The scene at a busy junction

It was already 2:30 pm when I and my friends after having much trouble locating places in the busy streets, reached to a mall just around the corner of the road which lead to a four way junction. The day was sunny and hot, beads of sweat formed on my forehead even as I travelled in an auto (which usually isn't very comfortable when it is five people sitting in one). My friends had some shopping to do while I chose to be left outside as I feel more comfortable being outside those tall buildings rather than feeling lost in those big rooms full of commercial materials. With my earphones in my ears and a Bhutanese music playing on full volume, I decided to look around as it would be sometime, when my friends will be done with their shopping.

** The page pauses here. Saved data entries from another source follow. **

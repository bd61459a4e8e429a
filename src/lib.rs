//! Hardware-independent resolver (rotary encoder / counter) abstraction.
//!
//! This crate provides [`Resolver`], a thin facade over a counting
//! peripheral (a timer in encoder mode, an encoder IC, a GPIO quadrature
//! decoder) that exposes start/stop, counter read/write and counting
//! direction without knowing which driver sits underneath.
//!
//! # Architecture
//!
//! The crate is split into three layers:
//!
//! - **[`ResolverBackend`]**: the trait a hardware driver implements. Every
//!   method is mandatory and maps onto one low-level operation.
//! - **[`Callbacks`]**: a ready-made backend built from plain `fn` pointers,
//!   for integrators that prefer a callback table over a trait impl.
//! - **[`Resolver`]**: the handle application code holds. It tracks whether
//!   a backend is installed and whether the counter is running, and forwards
//!   each call to the backend.
//!
//! # Quick start
//!
//! ```
//! use resolver_driver::{Callbacks, Direction, ModeCallbacks, Resolver, ResolverConfig};
//!
//! fn ok() -> Result<(), ()> { Ok(()) }
//! fn set(_: u32) -> Result<(), ()> { Ok(()) }
//! fn get() -> Result<u32, ()> { Ok(42) }
//! fn mode(_: u8) -> Result<(), ()> { Ok(()) }
//!
//! const TIM2_ENCODER: Callbacks<()> = Callbacks {
//!     start: ok,
//!     stop: ok,
//!     set_counter: set,
//!     get_counter: get,
//!     mode: ModeCallbacks::Selector(mode),
//! };
//!
//! let mut resolver = Resolver::new();
//! resolver
//!     .configure(ResolverConfig { max_reload: 0xFFFF, backend: TIM2_ENCODER })
//!     .unwrap();
//!
//! resolver.start().unwrap();
//! resolver.set_mode(Direction::Down).unwrap();
//! assert_eq!(resolver.get_value(), Ok(42));
//! ```
//!
//! # Features
//!
//! - **`defmt`**: Enable [`defmt::Format`] implementations on public types
//!   and state-change logging for embedded targets.

#![cfg_attr(not(test), no_std)]

pub use backend::{Direction, ResolverBackend};
pub use callbacks::{Callbacks, ModeCallbacks};
pub use error::{InvalidDirection, ResolverError};
pub use resolver::{Resolver, ResolverConfig};

mod backend;
mod callbacks;
mod error;
mod resolver;
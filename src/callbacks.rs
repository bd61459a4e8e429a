//! Function-pointer backend.
//!
//! [`Callbacks`] lets an integrator wire a [`Resolver`](crate::Resolver) to
//! free functions instead of writing a [`ResolverBackend`] impl. Tables are
//! `Copy` and can be declared as `const` items next to the peripheral code.

use core::fmt;

use crate::backend::{Direction, ResolverBackend};

/// How the counting direction is switched.
///
/// Drivers come in two shapes: one callback per direction, or a single
/// callback taking a selector byte ([`Direction::as_raw`]).
pub enum ModeCallbacks<E> {
    /// Separate argument-less callbacks for each direction.
    Split {
        /// Switch to counting up.
        up: fn() -> Result<(), E>,
        /// Switch to counting down.
        down: fn() -> Result<(), E>,
    },
    /// A single callback receiving `0` for up and `1` for down.
    Selector(fn(u8) -> Result<(), E>),
}

impl<E> ModeCallbacks<E> {
    fn apply(&self, direction: Direction) -> Result<(), E> {
        match (self, direction) {
            (ModeCallbacks::Split { up, .. }, Direction::Up) => up(),
            (ModeCallbacks::Split { down, .. }, Direction::Down) => down(),
            (ModeCallbacks::Selector(set_mode), direction) => set_mode(direction.as_raw()),
        }
    }
}

impl<E> Clone for ModeCallbacks<E> {
    fn clone(&self) -> Self {
        *self
    }
}

impl<E> Copy for ModeCallbacks<E> {}

impl<E> fmt::Debug for ModeCallbacks<E> {
    fn fmt(&self, f: &mut fmt::Formatter) -> fmt::Result {
        match self {
            ModeCallbacks::Split { .. } => f.write_str("Split"),
            ModeCallbacks::Selector(_) => f.write_str("Selector"),
        }
    }
}

/// A [`ResolverBackend`] assembled from plain function pointers.
///
/// All fields are mandatory.
pub struct Callbacks<E> {
    /// Begin counting.
    pub start: fn() -> Result<(), E>,
    /// Halt counting.
    pub stop: fn() -> Result<(), E>,
    /// Write the absolute counter value.
    pub set_counter: fn(u32) -> Result<(), E>,
    /// Read the absolute counter value.
    pub get_counter: fn() -> Result<u32, E>,
    /// Switch the counting direction.
    pub mode: ModeCallbacks<E>,
}

impl<E> Clone for Callbacks<E> {
    fn clone(&self) -> Self {
        *self
    }
}

impl<E> Copy for Callbacks<E> {}

impl<E> fmt::Debug for Callbacks<E> {
    fn fmt(&self, f: &mut fmt::Formatter) -> fmt::Result {
        f.debug_struct("Callbacks").field("mode", &self.mode).finish_non_exhaustive()
    }
}

impl<E> ResolverBackend for Callbacks<E> {
    type Error = E;

    fn start(&mut self) -> Result<(), E> {
        (self.start)()
    }

    fn stop(&mut self) -> Result<(), E> {
        (self.stop)()
    }

    fn set_counter(&mut self, value: u32) -> Result<(), E> {
        (self.set_counter)(value)
    }

    fn get_counter(&mut self) -> Result<u32, E> {
        (self.get_counter)()
    }

    fn set_mode(&mut self, direction: Direction) -> Result<(), E> {
        self.mode.apply(direction)
    }
}

// ── Unit Tests ───────────────────────────────────────────────────────

#[cfg(test)]
mod tests {
    use super::*;
    use std::cell::RefCell;
    use std::vec::Vec;

    #[derive(Debug, Clone, Copy, PartialEq, Eq)]
    enum Call {
        Start,
        Stop,
        Set(u32),
        Get,
        Up,
        Down,
        Mode(u8),
    }

    std::thread_local! {
        // Each test runs on its own thread, so logs never mix.
        static CALLS: RefCell<Vec<Call>> = const { RefCell::new(Vec::new()) };
    }

    fn record(call: Call) {
        CALLS.with(|calls| calls.borrow_mut().push(call));
    }

    fn take_calls() -> Vec<Call> {
        CALLS.with(|calls| core::mem::take(&mut *calls.borrow_mut()))
    }

    fn start() -> Result<(), u8> {
        record(Call::Start);
        Ok(())
    }

    fn stop() -> Result<(), u8> {
        record(Call::Stop);
        Ok(())
    }

    fn set_counter(value: u32) -> Result<(), u8> {
        record(Call::Set(value));
        Ok(())
    }

    fn get_counter() -> Result<u32, u8> {
        record(Call::Get);
        Ok(1234)
    }

    fn up() -> Result<(), u8> {
        record(Call::Up);
        Ok(())
    }

    fn down() -> Result<(), u8> {
        record(Call::Down);
        Ok(())
    }

    fn set_mode(mode: u8) -> Result<(), u8> {
        record(Call::Mode(mode));
        Ok(())
    }

    fn failing() -> Result<(), u8> {
        Err(7)
    }

    fn failing_get() -> Result<u32, u8> {
        Err(9)
    }

    fn split_table() -> Callbacks<u8> {
        Callbacks {
            start,
            stop,
            set_counter,
            get_counter,
            mode: ModeCallbacks::Split { up, down },
        }
    }

    fn selector_table() -> Callbacks<u8> {
        Callbacks {
            mode: ModeCallbacks::Selector(set_mode),
            ..split_table()
        }
    }

    // ── Forwarding ───────────────────────────────────────────────────

    #[test]
    fn lifecycle_and_counter_forward_to_their_callbacks() {
        let mut table = split_table();
        take_calls();

        table.start().unwrap();
        table.set_counter(77).unwrap();
        assert_eq!(table.get_counter(), Ok(1234));
        table.stop().unwrap();

        assert_eq!(
            take_calls(),
            [Call::Start, Call::Set(77), Call::Get, Call::Stop]
        );
    }

    #[test]
    fn split_mode_invokes_only_matching_callback() {
        let mut table = split_table();
        take_calls();

        table.set_mode(Direction::Up).unwrap();
        assert_eq!(take_calls(), [Call::Up]);

        table.set_mode(Direction::Down).unwrap();
        assert_eq!(take_calls(), [Call::Down]);
    }

    #[test]
    fn selector_mode_receives_raw_byte() {
        let mut table = selector_table();
        take_calls();

        table.set_mode(Direction::Up).unwrap();
        table.set_mode(Direction::Down).unwrap();
        assert_eq!(take_calls(), [Call::Mode(0), Call::Mode(1)]);
    }

    // ── Error passthrough ────────────────────────────────────────────

    #[test]
    fn callback_errors_are_returned_verbatim() {
        let mut table = Callbacks {
            start: failing,
            get_counter: failing_get,
            mode: ModeCallbacks::Split { up: failing, down },
            ..split_table()
        };

        assert_eq!(table.start(), Err(7));
        assert_eq!(table.get_counter(), Err(9));
        assert_eq!(table.set_mode(Direction::Up), Err(7));
    }

    #[test]
    fn tables_are_copy() {
        let table = selector_table();
        let mut copy = table;
        take_calls();

        copy.start().unwrap();
        let mut original = table;
        original.start().unwrap();
        assert_eq!(take_calls(), [Call::Start, Call::Start]);
    }
}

As I stood there watching, people rich and poor, old and young, huge and small, were busy doing one thing or the other and some were rushing to their own destinations. Everybody seemed to be engaged in their own work and the street was too noisy as usual with the hooting and tooting of the vehicles trying to find their own way through the crowded traffic on the road (roads usually wide but so many vehicles on it) and in the midst of all those noise, the traffic and the people my eyes landed on a thin frail man dressed in a brown khaki pant and white collared shirt (which had turned almost grey owing to the dust and the sweat he shed due to the burning sun and the rising temperature) with a dark pair of shades resting on his nose, protecting his eyes from the bright sunlight and a mouth mask (that too white in color, which had turned grey) covering half of his face.
The man would not be given a second thought by most of the people who had passed that junction from where they passed safely. As I stood watching him, I saw his lunch box lying on the small chair under the small canopy like structure, where he is meant to rest while his fellow mate took over the responsibility of guiding the traffic so as to avoid collision (as it is the work of the traffic police), the sun had already slanted towards the west and his lunch box was still unopened. He was giving his best to provide his best service to both the pedestrians and the drivers running to and fro. People seemed in a hurry and so they rather blew the horn than patiently waiting for the other vehicles to pass by. I was watching him showing signs to the drivers indicating them to stop and to move along with his hands, when many thoughts popped up into my mind. I wondered how well he was respected at home by his children owing to his petty job? Questions like, how his children would react if they happened to pass that junction? What comment would a ruthless relative pass onto him? What would happen to the whole traffic if he went missing all of a sudden? And would the government help his family if something happened to him there? Kept coming into my mind no matter how I tried to avoid looking at him.
As I was trying to figure out the answers to my questions my friends came out of the mall, as they were done with their shopping we decided to go around. While we got into an auto again and started our journey to yet another place he was still doing his job.  With the happy chattering of my friends over the excitement of branded things they just purchased the scene of the policeman slowly vanished from my mind but the questions always remained stuck in there.